Catalogne: «le jupon d’ex-péquiste de François Legault dépasse», selon le Parti libéral du Québec

L’opposition officielle déplore la réaction du premier ministre François Legault dans la crise qui secoue actuellement la Catalogne.

M. Legault a déclaré, mardi, que le Québec ne peut rester indifférent devant l’ampleur des lourdes peines infligées à des élus du mouvement indépendantiste catalan.

Or le Parti libéral du Québec (PLQ) a rappelé que l’Espagne est un pays démocratique avec un pouvoir judiciaire indépendant dont il faut respecter les décisions.

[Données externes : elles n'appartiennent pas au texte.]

//! In-process store for tests.
//!
//! Emulates the query scripts, hash reads and index reads the engine uses,
//! with hooks to inject failures and latency. Indexes are either sorted sets
//! or lists, as the producing library writes both.

use std::collections::{HashMap, HashSet};
use std::sync::atomic::{AtomicUsize, Ordering};
use std::sync::Mutex;
use std::time::Duration;

use async_trait::async_trait;
use redis::Value;

use crate::error::QueueResult;
use crate::scripts::{QueryScript, ScriptName};
use crate::store::QueueStore;

#[derive(Default)]
struct Inner {
    hashes: HashMap<String, HashMap<String, String>>,
    indexes: HashMap<String, Vec<(f64, String)>>,
    /// Head first, like `LPUSH`
    lists: HashMap<String, Vec<String>>,
    failing: HashSet<String>,
    delay: Option<Duration>,
}

#[derive(Default)]
pub struct MemoryStore {
    inner: Mutex<Inner>,
    calls: AtomicUsize,
}

impl MemoryStore {
    pub fn new() -> Self {
        Self::default()
    }

    /// Write a job hash.
    pub fn put_hash(&self, key: &str, fields: &[(&str, &str)]) {
        let fields = fields
            .iter()
            .map(|(k, v)| (k.to_string(), v.to_string()))
            .collect();
        self.lock().hashes.insert(key.to_string(), fields);
    }

    /// Add a member to a sorted set.
    pub fn index_add(&self, key: &str, score: f64, member: &str) {
        let mut inner = self.lock();
        let index = inner.indexes.entry(key.to_string()).or_default();
        index.retain(|(_, m)| m != member);
        index.push((score, member.to_string()));
    }

    /// Push a member onto the head of a list index.
    pub fn list_push(&self, key: &str, member: &str) {
        self.lock()
            .lists
            .entry(key.to_string())
            .or_default()
            .insert(0, member.to_string());
    }

    /// Make every call touching `key` fail.
    ///
    /// For scripts the key is the queue base key or the discovery pattern.
    pub fn fail_on(&self, key: &str) {
        self.lock().failing.insert(key.to_string());
    }

    /// Delay every call by `delay`.
    pub fn set_delay(&self, delay: Duration) {
        self.lock().delay = Some(delay);
    }

    /// Number of store calls made so far.
    pub fn calls(&self) -> usize {
        self.calls.load(Ordering::SeqCst)
    }

    fn lock(&self) -> std::sync::MutexGuard<'_, Inner> {
        self.inner.lock().unwrap_or_else(|poisoned| poisoned.into_inner())
    }

    async fn enter(&self, key: &str) -> QueueResult<()> {
        self.calls.fetch_add(1, Ordering::SeqCst);
        let (delay, failing) = {
            let inner = self.lock();
            (inner.delay, inner.failing.contains(key))
        };
        if let Some(delay) = delay {
            tokio::time::sleep(delay).await;
        }
        if failing {
            return Err(redis::RedisError::from((redis::ErrorKind::IoError, "injected failure")).into());
        }
        Ok(())
    }

    /// Index members newest first, whichever type the index has.
    fn newest_first(&self, key: &str) -> Vec<String> {
        let inner = self.lock();
        if let Some(list) = inner.lists.get(key) {
            return list.clone();
        }
        let mut members = inner.indexes.get(key).cloned().unwrap_or_default();
        members.sort_by(|a, b| b.0.total_cmp(&a.0).then_with(|| b.1.cmp(&a.1)));
        members.into_iter().map(|(_, m)| m).collect()
    }
}

#[async_trait]
impl QueueStore for MemoryStore {
    async fn eval(&self, script: &QueryScript, keys: &[String], args: &[String]) -> QueueResult<Value> {
        match script.name() {
            ScriptName::DiscoverQueues => {
                let pattern = args.first().cloned().unwrap_or_default();
                self.enter(&pattern).await?;
                let prefix = pattern.trim_end_matches('*');
                let limit: usize = args.get(2).and_then(|s| s.parse().ok()).unwrap_or(usize::MAX);

                let inner = self.lock();
                let mut all: Vec<&String> = inner
                    .hashes
                    .keys()
                    .chain(inner.indexes.keys())
                    .chain(inner.lists.keys())
                    .collect();
                all.sort();
                // COUNT bounds the keys examined, MATCH filters afterwards
                let page = all
                    .into_iter()
                    .take(limit)
                    .filter(|k| k.starts_with(prefix))
                    .map(|k| Value::BulkString(k.as_bytes().to_vec()))
                    .collect();
                Ok(Value::Array(page))
            }
            ScriptName::CountStates => {
                let base = keys.first().cloned().unwrap_or_default();
                self.enter(&base).await?;

                let inner = self.lock();
                let mut reply = Vec::with_capacity(args.len() * 2);
                for suffix in args {
                    let key = format!("{base}:{suffix}");
                    let count = match inner.lists.get(&key) {
                        Some(list) => list.len(),
                        None => inner.indexes.get(&key).map_or(0, Vec::len),
                    };
                    reply.push(Value::BulkString(suffix.as_bytes().to_vec()));
                    reply.push(Value::Int(count as i64));
                }
                Ok(Value::Array(reply))
            }
        }
    }

    async fn load_script(&self, script: &QueryScript) -> QueueResult<()> {
        self.enter(script.name().as_str()).await
    }

    async fn hash_fields(&self, key: &str) -> QueueResult<HashMap<String, String>> {
        self.enter(key).await?;
        Ok(self.lock().hashes.get(key).cloned().unwrap_or_default())
    }

    async fn index_range_rev(&self, key: &str, start: isize, stop: isize) -> QueueResult<Vec<String>> {
        self.enter(key).await?;
        let members = self.newest_first(key);
        if start < 0 || stop < start || start as usize >= members.len() {
            return Ok(Vec::new());
        }
        let end = (stop as usize).min(members.len() - 1);
        Ok(members[start as usize..=end].to_vec())
    }

    async fn index_len(&self, key: &str) -> QueueResult<u64> {
        self.enter(key).await?;
        let inner = self.lock();
        let len = match inner.lists.get(key) {
            Some(list) => list.len(),
            None => inner.indexes.get(key).map_or(0, Vec::len),
        };
        Ok(len as u64)
    }

    async fn ping(&self) -> QueueResult<()> {
        self.enter("PING").await
    }
}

Dans une entrevue téléphonique avec La Presse canadienne, la porte-parole du PLQ en matière de relations internationales, Paule Robitaille, a reproché au chef caquiste d’avoir un parti-pris qui vient de son passé d’ancien ministre péquiste et souverainiste.

Dans «les commentaires de M. Legault, le jupon de l’ex-péquiste dépasse un peu», a-t-elle commenté.

Selon elle, le Québec devrait plutôt proposer de jouer un rôle de médiateur dans ce conflit, puisque la Catalogne est une «amie» du Québec.

Le Québec et la Catalogne entretiennent des relations bilatérales. Les deux gouvernements ont signé une entente de coopération en 1996 qui s’étend à plusieurs domaines, dont la culture et l’éducation.

En 1999, le gouvernement a ouvert un Bureau du Québec à Barcelone, une sorte de représentation diplomatique. Le gouvernement Legault a nommé Isabelle Dessureault directrice du Bureau du Québec l’été dernier.